Dr. Bhargavi Chatterjea Bhattacharyya, is a practicing psychiatrist in Kolkata. She

was awarded the Morris Markowe Public Education Prize by The Royal College of

Psychiatrists, England for her article in The Telegraph titled “When your child asks

for the Moon.” She has been selected as one of the 25 inspirational women in

Psychiatry by The Royal College of Psychiatrists, England.


Apart from journal and newspaper publications, she has written stories. Her writing

appeared in two anthologies titled ‘Everything Changed After That’ and ‘Ellipsis’. She

has written a book on historical fiction titled Home Coming.


An Encounter


It was one of those nights. Being on-call on a Friday night is not something anyone looks forward to. But, this was a particularly bad night. I had to attend to three patients in the Emergency Department, four patients in the general ward and clerk in a couple of new patients in the psychiatric unit. Exhausted, I curled up in my bed in the on-call room hoping to sleep for a few hours.

 

Being the only on-call psychiatrist in a busy ward is not easy. Even on good days, you see a stream of patients coming in. People who are hearing voices, telling them to kill others, people who are so depressed, that they want to end their lives, people who abuse drugs and alcohol, people who are anxious and they feel they cannot handle the challenges of life. At night, when you don’t have the support of senior doctors, and when there are only skeletal staff manning the wards, it can be very difficult.

 

It was early hours in the morning when my bleep went off. “Oh no! Not again. I mumbled to myself. I had a long day. Can I not have a couple of hours’ sleep?” The doctor in the Emergency Department was paging me. There was an intoxicated suicidal patient. So, I had to leave the comfort of my bed and go down to the Emergency to assess him.

 

The same old story. Just another ‘drunk’. He had no home, no family, no job. After a few pegs, he decided to kill himself. “Why didn’t he just do it,” I said to myself. “That would have spared me a lot of trouble. My time is a precious resource. It should be used to treat ‘genuine‘patients, not this worthless fellow.”

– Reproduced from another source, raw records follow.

/// Raise a typed error for an exception response.
fn check_exception(pdu: &ModbusPdu) -> GatewayResult<()> {
    if pdu.is_exception() {
        let fc = pdu.function_code().unwrap_or(0) & 0x7F;
        let code = pdu.exception_code().unwrap_or(0);
        return Err(GatewayError::communication(format!("FC{:02X}", fc), code as u16));
    }
    Ok(())
}

// ============================================================================
// CRC-16/MODBUS (poly 0xA001, reflected) for RTU framing
// ============================================================================

const CRC16_MODBUS: crc::Crc<u16> = crc::Crc::<u16>::new(&crc::CRC_16_MODBUS);

/// CRC over slave address + PDU, transmitted low byte first.
pub fn rtu_crc(frame: &[u8]) -> u16 {
    CRC16_MODBUS.checksum(frame)
}

// ============================================================================
// Transports
// ============================================================================

/// Modbus TCP transport: MBAP header + PDU.
pub struct ModbusTcpTransport {
    stream: TcpStream,
    transaction_id: u16,
    timeout: Duration,
}

impl ModbusTcpTransport {
    pub async fn connect(host: &str, port: u16, timeout: Duration) -> GatewayResult<Self> {
        let addr = format!("{}:{}", host, port);
        let stream = tokio::time::timeout(timeout, TcpStream::connect(&addr))
            .await
            .map_err(|_| GatewayError::timeout("connect", timeout.as_millis() as u64))?
            .map_err(|e| GatewayError::connection(format!("TCP connect to {}: {}", addr, e)))?;
        stream.set_nodelay(true).ok();
        Ok(ModbusTcpTransport {
            stream,
            transaction_id: 0,
            timeout,
        })
    }

    pub async fn request(&mut self, unit_id: u8, pdu: &ModbusPdu) -> GatewayResult<ModbusPdu> {
        let timeout = self.timeout;
        tokio::time::timeout(timeout, self.request_inner(unit_id, pdu))
            .await
            .map_err(|_| GatewayError::timeout("request", timeout.as_millis() as u64))?
    }

    async fn request_inner(&mut self, unit_id: u8, pdu: &ModbusPdu) -> GatewayResult<ModbusPdu> {
        self.transaction_id = self.transaction_id.wrapping_add(1);
        let tid = self.transaction_id;

        // MBAP: tid, protocol id 0, length = unit id + PDU, unit id.
        let mut frame = Vec::with_capacity(MBAP_HEADER_LEN + pdu.len());
        frame.extend_from_slice(&tid.to_be_bytes());
        frame.extend_from_slice(&0u16.to_be_bytes());
        frame.extend_from_slice(&((pdu.len() + 1) as u16).to_be_bytes());
        frame.push(unit_id);
        frame.extend_from_slice(pdu.as_slice());
        self.stream.write_all(&frame).await?;

        loop {
            let mut header = [0u8; MBAP_HEADER_LEN];
            self.stream.read_exact(&mut header).await?;

            let rx_tid = u16::from_be_bytes([header[0], header[1]]);
            let protocol = u16::from_be_bytes([header[2], header[3]]);
            let length = u16::from_be_bytes([header[4], header[5]]) as usize;

            if protocol != 0 {
                return Err(GatewayError::protocol(format!(
                    "Unexpected MBAP protocol id {}",
                    protocol
                )));
            }
            if length < 2 || length > MAX_PDU_SIZE + 1 {
                return Err(GatewayError::protocol(format!(
                    "Invalid MBAP length {}",
                    length
                )));
            }

            let mut body = vec![0u8; length - 1];
            self.stream.read_exact(&mut body).await?;

            // Stale responses from a previous (timed out) transaction are
            // drained and ignored.
            if rx_tid != tid {
                debug!(rx_tid, tid, "discarding stale Modbus response");
                continue;
            }
            return ModbusPdu::from_slice(&body);
        }
    }

    pub async fn close(&mut self) -> GatewayResult<()> {
        self.stream.shutdown().await.ok();
        Ok(())
    }
}
impl ConnectionSupervisor {
    pub fn new(config: ProtocolConfig) -> Self {
        let status = ProtocolStatus::new(config.protocol_kind);
        ConnectionSupervisor {
            config,
            status: Mutex::new(status),
            listeners: Listeners::default(),
            heartbeat_task: Mutex::new(None),
            heartbeat_live: AtomicBool::new(false),
        }
    }

    /// The driver configuration this supervisor enforces.
    pub fn config(&self) -> &ProtocolConfig {
        &self.config
    }

    // ------------------------------------------------------------------
    // State machine
    // ------------------------------------------------------------------

    /// Current state.
    pub fn state(&self) -> LinkState {
        self.status.lock().unwrap().state
    }

    pub fn is_connected(&self) -> bool {
        self.status.lock().unwrap().is_connected
    }

    /// Snapshot of the rolling status.
    pub fn status(&self) -> ProtocolStatus {
        self.status.lock().unwrap().clone()
    }

    /// Enter `Connecting` unless already connected or mid-reconnect.
    ///
    /// Returns `false` when the driver is already connected, which makes
    /// `connect()` on a connected driver a successful no-op.
    pub fn begin_connect(&self) -> bool {
        let mut status = self.status.lock().unwrap();
        match status.state {
            LinkState::Connected => false,
            // A reconnect attempt keeps its state until it succeeds or
            // the retry budget is exhausted.
            LinkState::Reconnecting => true,
            _ => {
                status.state = LinkState::Connecting;
                true
            }
        }
    }

    /// Transition to `Connected`, reset the reconnect counter and notify.
    pub fn mark_connected(&self) {
        {
            let mut status = self.status.lock().unwrap();
            status.state = LinkState::Connected;
            status.is_connected = true;
            status.reconnect_count = 0;
        }
        debug!(protocol = %self.config.protocol_kind, "link connected");
        self.notify_connection(true);
    }

    /// Transition to `Error` (failed connect or heartbeat failure).
    ///
    /// While `Reconnecting`, failures keep the state; only exhaustion of
    /// the retry budget leaves it, via [`mark_retries_exhausted`].
    ///
    /// [`mark_retries_exhausted`]: ConnectionSupervisor::mark_retries_exhausted
    pub fn mark_error(&self) {
        let was_connected;
        {
            let mut status = self.status.lock().unwrap();
            if status.state == LinkState::Reconnecting {
                return;
            }
            was_connected = status.is_connected;
            status.state = LinkState::Error;
            status.is_connected = false;
        }
        if was_connected {
            self.notify_connection(false);
        }
    }

    /// Transition to `Reconnecting` and count the attempt.
    pub fn mark_reconnecting(&self) -> u32 {
        let mut status = self.status.lock().unwrap();
        status.state = LinkState::Reconnecting;
        status.is_connected = false;
        status.reconnect_count += 1;
        status.reconnect_count
    }

    /// Retry budget exhausted: rest at `Disconnected`.
    pub fn mark_retries_exhausted(&self) {
        let mut status = self.status.lock().unwrap();
        status.state = LinkState::Disconnected;
        status.is_connected = false;
    }

    /// Explicit disconnect. Returns whether the driver was connected, so
    /// `disconnect()` on a disconnected driver is a successful no-op.
    pub fn mark_disconnected(&self) -> bool {
        let was_connected;
        {
            let mut status = self.status.lock().unwrap();
            was_connected = status.is_connected;
            status.state = LinkState::Disconnected;
            status.is_connected = false;
        }
        if was_connected {
            self.notify_connection(false);
        }
        was_connected
    }

    // ------------------------------------------------------------------
    // Statistics
    // ------------------------------------------------------------------

    /// Record one completed operation.
    ///
    /// The response-time mean is updated incrementally:
    /// `mean' = mean + (sample − mean) / n` with `n` the total of
    /// success and error counts.
    pub fn record(&self, success: bool, elapsed_ms: f64) {
        let mut status = self.status.lock().unwrap();
        if success {
            status.success_count += 1;
        } else {
            status.error_count += 1;
        }
        let n = (status.success_count + status.error_count) as f64;
        status.response_time_avg_ms += (elapsed_ms - status.response_time_avg_ms) / n;
        status.last_communication = Some(Utc::now());
    }

    /// Record a failure and fan it out to error listeners.
    pub fn record_failure(&self, error: &GatewayError, elapsed_ms: f64) {
        self.record(false, elapsed_ms);
        self.notify_error(error);
    }

    /// Reset counters and the latency mean. Connection state is untouched.
    pub fn reset_statistics(&self) {
        let mut status = self.status.lock().unwrap();
        status.success_count = 0;
        status.error_count = 0;
        status.response_time_avg_ms = 0.0;
    }

    // ------------------------------------------------------------------
    // Listeners
    // ------------------------------------------------------------------

    pub fn add_connection_listener(&self, listener: Arc<dyn ConnectionListener>) {
        self.listeners.connection.lock().unwrap().push(listener);
    }

    pub fn add_error_listener(&self, listener: Arc<dyn ErrorListener>) {
        self.listeners.error.lock().unwrap().push(listener);
    }

    pub fn add_heartbeat_listener(&self, listener: Arc<dyn HeartbeatListener>) {
        self.listeners.heartbeat.lock().unwrap().push(listener);
    }

    fn notify_connection(&self, connected: bool) {
        let listeners = self.listeners.connection.lock().unwrap().clone();
        for listener in listeners {
            listener.on_connection_change(connected);
        }
    }

    /// Fan an error out to every registered error listener.
    pub fn notify_error(&self, error: &GatewayError) {
        let listeners = self.listeners.error.lock().unwrap().clone();
        for listener in listeners {
            listener.on_error(error);
        }
    }

    fn notify_heartbeat(&self, at: DateTime<Utc>) {
        let listeners = self.listeners.heartbeat.lock().unwrap().clone();
        for listener in listeners {
            listener.on_heartbeat(at);
        }
    }

    // ------------------------------------------------------------------
    // Heartbeat
    // ------------------------------------------------------------------

    /// Spawn the heartbeat task for `driver` if one is not already live
    /// and the configured interval is nonzero.
    ///
    /// Drivers call this from `connect()` with a weak handle to
    /// themselves; the task pings through the driver's serializing gate,
    /// so a heartbeat is never interleaved inside another operation.
    pub fn ensure_heartbeat(self: Arc<Self>, driver: Weak<dyn ProtocolDriver>) {
        if self.config.heartbeat_interval_ms == 0 {
            return;
        }
        if self.heartbeat_live.swap(true, Ordering::SeqCst) {
            return;
        }

        let supervisor = Arc::clone(&self);
        let handle = tokio::spawn(async move {
            supervisor.heartbeat_loop(driver).await;
            supervisor.heartbeat_live.store(false, Ordering::SeqCst);
        });
        *self.heartbeat_task.lock().unwrap() = Some(handle);
    }

    /// Abort the heartbeat task, if any. Called from `disconnect()`
    /// before the transport is torn down.
    pub fn stop_heartbeat(&self) {
        if let Some(handle) = self.heartbeat_task.lock().unwrap().take() {
            handle.abort();
        }
        self.heartbeat_live.store(false, Ordering::SeqCst);
    }

    async fn heartbeat_loop(&self, driver: Weak<dyn ProtocolDriver>) {
        let interval = Duration::from_millis(self.config.heartbeat_interval_ms);
        let retry_delay = Duration::from_millis(self.config.retry_delay_ms);

        loop {
            tokio::time::sleep(interval).await;

            if !self.is_connected() {
                return;
            }
            let Some(driver) = driver.upgrade() else {
                return;
            };

            if driver.ping().await {
                let now = Utc::now();
                self.notify_heartbeat(now);
                continue;
            }

            warn!(
                protocol = %self.config.protocol_kind,
                "heartbeat failed, link in error state"
            );
            self.mark_error();
            self.notify_error(&GatewayError::connection("Heartbeat probe failed"));

            if !self.config.auto_reconnect {
                return;
            }

            // Exactly retry_count reconnect attempts, spaced by the retry
            // delay, then rest at Disconnected.
            let mut recovered = false;
            for _attempt in 0..self.config.retry_count {
                tokio::time::sleep(retry_delay).await;
                let attempt = self.mark_reconnecting();
                info!(
                    protocol = %self.config.protocol_kind,
                    attempt,
                    max = self.config.retry_count,
                    "reconnecting"
                );
                match driver.connect().await {
                    Ok(()) => {
                        recovered = true;
                        break;
                    }
                    Err(e) => {
                        self.notify_error(&e);
                    }
                }
            }

            if !recovered {
                warn!(
                    protocol = %self.config.protocol_kind,
                    "reconnect attempts exhausted"
                );
                self.mark_retries_exhausted();
                return;
            }
        }
    }
}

In fact I thought like Scrooge in the Christmas Carol, “If he be like to die, he had better do it, and decrease the surplus population.”

 

He had also rung up his friends, telling them that he wanted to kill himself. A couple was driving from another town—just to comfort him. Had I been more composed, I would have reflected on this. He must be worth something to these friends. Otherwise why would they come to comfort him?  They have suggested to him that he should go to the Hospital, otherwise he would not have come here. But, I was annoyed and had neither the time nor the inclination to think about him.

 

Fortunately, we had a bed to spare in the psychiatric ward. So, I thought I’d admit the patient. He will sleep right through the night and so will I. Finally, the prospect of some sleep made me feel pleased. Just a couple of hours after I have retired to bed, I received a call from the ward. The patient is sober, wide awake and he wishes to leave. So, I had to go back to the ward to reassess his mental state again.

 

Now, I was really angry. This man has disturbed me the whole night. He has deprived me of my sleep. I thought he was a nuisance. The man sensed my annoyance, but he did not say anything. He was sober. His quiet glance told me that he knew how angry I was. I was slightly ashamed of myself. But there was more to come.

 

A few months later, I had just finished my work at the hospital. As I walked towards my car in the parking lot, a smartly dressed man pushing a wheelchair greeted me. I returned his greetings, but I had no recollections of ever meeting him.

 

“Doctor,” he stated quietly. “I found this man on the pavement. He was shivering with cold, He looked rather ill to me. So, I managed to get hold of this wheelchair. Let me see if I can help him.” He paused. After a few seconds, he continued in the same quiet tone. “I know you do not remember me. When we met, I was very drunk.”

 

I knew he would not drink a drop, nor sleep a wink that night. Not until the destitute in his charge was comfortable. For me, it was an eye-opener. I too might have seen the shivering man on the pavement. I did not bother to look at him twice. The man, whom I had dismissed as being useless, had admirable human qualities. When he was in distress, I regarded him with annoyance. He was regarding a fellow person in distress with kindness and compassion.

 

No wonder he had friends who were willing to come down all the way to be with him. I learnt to look at him as a person, not as a ‘case’ and definitely not as a ‘drunk’. He had a name, I must have noted it down then. But to me he was a faceless entity. In fact the other man whom he is helping now is another faceless entity for me.

 

As a doctor, we always learn from our patients. We learn anatomy from the cadaver and medicine from the patient. But, this was a lesson in life. Has my training taught me to be arrogant? My job is to treat people, not to decide whether they are worthy of my treatment. Suddenly I realized what Charles Dickens said in The Christmas Carol, “Will you decide what men shall live, what men shall die? It may be, that in the sight of Heaven, you are more worthless and less fit to live than…..”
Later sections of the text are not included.